AE 09: Outliers

Baseball game times

Author

Driver: _______, Reporter: _______, Gopher: ________

Important
  • Open RStudio and create a subfolder in your AE folder called “AE-09”.

  • Go to the Canvas and locate your AE-09 assignment to get started.

  • Upload the ae-09.qmd file into the folder you just created. The .qmd and PDF responses are due in Canvas. You can check the due date on the Canvas assignment.

library(tidyverse)
library(ggformula)
library(yardstick)
library(Stat2Data)
library(mosaic)
library(broom)
library(knitr)
library(patchwork) #arrange plots in a grid

Data

The data set for this assignment is from the Stat2Data R package which is the companion package for this course’s textbook. The data contains data from all MLB games played on August, 11, 2017. On this day there were no extra-innings games or rain delays. You can find information here by searching for the Baseball Game TImes of One Day in 2017 dataset.

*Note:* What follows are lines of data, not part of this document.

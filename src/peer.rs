// nettick - Tick-driven TCP application host over a pluggable wire protocol
// Copyright (C) 2026  nettick contributors
//
// This program is free software: you can redistribute it and/or modify
// it under the terms of the GNU General Public License as published by
// the Free Software Foundation, either version 3 of the License, or
// (at your option) any later version.
//
// This program is distributed in the hope that it will be useful,
// but WITHOUT ANY WARRANTY; without even the implied warranty of
// MERCHANTABILITY or FITNESS FOR A PARTICULAR PURPOSE.  See the
// GNU General Public License for more details.
//
// You should have received a copy of the GNU General Public License
// along with this program.  If not, see <https://www.gnu.org/licenses/>.

use std::net::SocketAddr;
use std::time::{Duration, Instant};

use bytes::{Bytes, BytesMut};
use tokio::io;
use tokio::net::TcpStream;
use tokio::select;
use tokio::sync::mpsc::error::TryRecvError;
use tokio::sync::{mpsc, watch};
use tokio_stream::StreamExt;
use tokio_util::codec::{BytesCodec, Decoder, Framed};

use futures::sink::SinkExt;

use crate::pool::PooledBuffer;

pub type PeerId = u32;

/// Identity of a live connection: an assigned monotonic id plus its
/// remote address. Pooled objects (Request/Response/Notification) hold
/// this value rather than a reference to the owning [`Peer`], so peer
/// disposal can never leave them dangling.
#[derive(Debug, Clone, Copy, PartialEq, Eq, Hash)]
pub struct PeerConnection {
    pub id: PeerId,
    pub endpoint: SocketAddr,
}

/// Transitions are strictly Connected -> Disconnecting ->
/// Disconnected and never reverse.
#[derive(Debug, Clone, Copy, PartialEq, Eq)]
pub enum PeerState {
    Connected,
    Disconnecting,
    Disconnected,
}

#[derive(Debug, Clone, Copy, PartialEq, Eq)]
pub enum PeerResetReason {
    ServerReset,
    RemoteReset,
    TimedOut,
}

/// Receive-buffer size per connection.
pub const RECEIVE_BUFFER_SIZE: usize = 65_536;

/// Event synchronously fired from [`Peer::poll`] on the tick thread.
/// `Poll` is the only place these are produced; background task
/// callbacks only ever push onto the double-buffers `poll` drains.
pub(crate) enum PeerPollEvent {
    Incoming(Bytes),
    Reset(PeerResetReason),
}

/// What the background I/O task observed about the socket, handed back
/// across the inbound double-buffer.
enum TaskEvent {
    Frame(BytesMut),
    Closed,
}

/// One live connection. Owns the socket (via a spawned task performing
/// the concurrent-send/single-receive loop), a monotonic id, and the
/// Connected/Disconnecting/Disconnected state machine.
///
/// The registry half (this struct, owned by the main loop) and the
/// socket half (the spawned task, communicating back over
/// `watch`/`mpsc` channels) are split so the tick thread never awaits
/// socket I/O directly.
pub struct Peer {
    connection: PeerConnection,
    state: PeerState,
    last_activity: Instant,
    pending_reset: Option<PeerResetReason>,
    disconnect_tx: watch::Sender<bool>,
    inbound_rx: mpsc::UnboundedReceiver<TaskEvent>,
    outbound_tx: mpsc::UnboundedSender<(Bytes, usize)>,
    outbound_done_rx: mpsc::UnboundedReceiver<usize>,
}

impl Peer {
    pub(crate) fn spawn(id: PeerId, endpoint: SocketAddr, stream: TcpStream) -> Self {
        let (disconnect_tx, disconnect_rx) = watch::channel(false);
        let (inbound_tx, inbound_rx) = mpsc::unbounded_channel();
        let (outbound_tx, outbound_rx) = mpsc::unbounded_channel();
        let (outbound_done_tx, outbound_done_rx) = mpsc::unbounded_channel();

        let task = PeerTask {
            frame: BytesCodec::new().framed(stream),
            disconnect_rx,
            inbound_tx,
            outbound_rx,
            outbound_done_tx,
        };

        tokio::spawn(task.run());

        Self {
            connection: PeerConnection { id, endpoint },
            state: PeerState::Connected,
            last_activity: Instant::now(),
            pending_reset: None,
            disconnect_tx,
            inbound_rx,
            outbound_tx,
            outbound_done_rx,
        }
    }

    pub fn connection(&self) -> PeerConnection {
        self.connection
    }

    pub fn state(&self) -> PeerState {
        self.state
    }

    /// Queues `buf` for sending. Silently dropped outside `Connected`;
    /// the caller gets the buffer back in that case so it can return
    /// it to the pool itself.
    pub(crate) fn send(&self, buf: PooledBuffer) -> Result<(), PooledBuffer> {
        if self.state != PeerState::Connected {
            return Err(buf);
        }

        let (bytes, capacity) = buf.into_bytes();

        if self.outbound_tx.send((bytes, capacity)).is_err() {
            // Task already gone; nothing left to release here, the
            // capacity bookkeeping is lost but the process is tearing
            // down this peer on the next poll regardless.
        }

        Ok(())
    }

    pub(crate) fn begin_disconnect(&mut self, reason: PeerResetReason) {
        if self.state != PeerState::Connected {
            return;
        }

        self.state = PeerState::Disconnecting;
        self.pending_reset = Some(reason);

        if self.disconnect_tx.send(true).is_err() {
            // Task has already exited on its own (e.g. remote reset
            // raced the disconnect signal); poll() will observe the
            // closed inbound channel and finish the transition.
        }
    }

    /// Drains this peer's double-buffers and advances its state machine.
    /// Called once per tick from [`crate::server::Server::poll`]. Never
    /// awaits; `buffers_released` receives the capacities of completed
    /// sends so the caller can reclaim them from the buffer pool.
    pub(crate) fn poll(
        &mut self,
        grace_period: Duration,
        events: &mut Vec<PeerPollEvent>,
        buffers_released: &mut Vec<usize>,
    ) {
        if self.state == PeerState::Disconnected {
            return;
        }

        while let Ok(capacity) = self.outbound_done_rx.try_recv() {
            buffers_released.push(capacity);
        }

        match self.state {
            PeerState::Connected => {
                loop {
                    match self.inbound_rx.try_recv() {
                        Ok(TaskEvent::Frame(buf)) => {
                            self.last_activity = Instant::now();
                            events.push(PeerPollEvent::Incoming(buf.freeze()));
                        }
                        Ok(TaskEvent::Closed) | Err(TryRecvError::Disconnected) => {
                            self.begin_disconnect(PeerResetReason::RemoteReset);
                            break;
                        }
                        Err(TryRecvError::Empty) => break,
                    }
                }

                if self.state == PeerState::Connected
                    && self.last_activity.elapsed() > grace_period
                {
                    self.begin_disconnect(PeerResetReason::TimedOut);
                }
            }
            PeerState::Disconnecting => loop {
                match self.inbound_rx.try_recv() {
                    Ok(TaskEvent::Frame(buf)) => {
                        events.push(PeerPollEvent::Incoming(buf.freeze()));
                    }
                    Ok(TaskEvent::Closed) => {}
                    Err(TryRecvError::Empty) => break,
                    Err(TryRecvError::Disconnected) => {
                        self.state = PeerState::Disconnected;
                        events.push(PeerPollEvent::Reset(
                            self.pending_reset
                                .take()
                                .unwrap_or(PeerResetReason::ServerReset),
                        ));
                        break;
                    }
                }
            },
            PeerState::Disconnected => {}
        }
    }
}

struct PeerTask {
    frame: Framed<TcpStream, BytesCodec>,
    disconnect_rx: watch::Receiver<bool>,
    inbound_tx: mpsc::UnboundedSender<TaskEvent>,
    outbound_rx: mpsc::UnboundedReceiver<(Bytes, usize)>,
    outbound_done_tx: mpsc::UnboundedSender<usize>,
}

impl PeerTask {
    /// Sends one already-dequeued buffer and reports its capacity back
    /// for reclaim. Returns `false` if the socket is gone and the task
    /// should stop.
    async fn send_one(&mut self, bytes: Bytes, capacity: usize) -> bool {
        match self.frame.send(bytes).await {
            Ok(()) => {
                let _ = self.outbound_done_tx.send(capacity);
                true
            }
            Err(e) if is_graceful_send_error(&e) => {
                let _ = self.outbound_done_tx.send(capacity);
                true
            }
            Err(_) => false,
        }
    }

    async fn run(mut self) {
        'outer: loop {
            select! {
                biased;

                maybe_bytes = self.outbound_rx.recv() => {
                    match maybe_bytes {
                        Some((bytes, capacity)) => {
                            if !self.send_one(bytes, capacity).await {
                                break;
                            }
                        }
                        None => break,
                    }
                }
                changed = self.disconnect_rx.changed() => {
                    if changed.is_err() {
                        break;
                    }
                    if *self.disconnect_rx.borrow() {
                        // A disconnect can be signalled in the same
                        // synchronous step that queued a reply (e.g. a
                        // Reset-status response sent just before the
                        // peer is torn down); flush anything already
                        // queued before honoring it.
                        while let Ok((bytes, capacity)) = self.outbound_rx.try_recv() {
                            if !self.send_one(bytes, capacity).await {
                                break 'outer;
                            }
                        }
                        break;
                    }
                }
                frame = self.frame.next() => {
                    match frame {
                        Some(Ok(buf)) => {
                            let _ = self.inbound_tx.send(TaskEvent::Frame(buf));
                        }
                        _ => {
                            let _ = self.inbound_tx.send(TaskEvent::Closed);
                            break;
                        }
                    }
                }
            }
        }

        // Dropping `inbound_tx` here closes the channel, which is how
        // `Peer::poll` detects that the pending disconnect has completed.
    }
}

/// Swallows the class of "the other side is gone" errors a send can
/// race against (shutdown / reset / not-connected).
fn is_graceful_send_error(err: &io::Error) -> bool {
    use io::ErrorKind::*;

    matches!(
        err.kind(),
        NotConnected | ConnectionReset | ConnectionAborted | BrokenPipe
    )
}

data("BaseballTimes2017") # Loads the data from the package

We are interested in predicting Time the time in minutes to play the game, from either Runs, the number of runs scores by the two teams combined, or Pitchers, the number of pitchers sued total for the two teams.

Exercise 1

Argue that Runs is a better predictor of Time than Pitchers.

Exercise 2

Argue whether you think the CIN-MIL game would be considered a high leverage and/or high influence point.

Exercise 3

Remove the CIN-MIL game from the data set. Which model is better now?

To submit the AE:

Important
  • Render the document to produce the PDF with all of your work from today’s class.
  • Upload your QMD and PDF files to the Canvas assignment.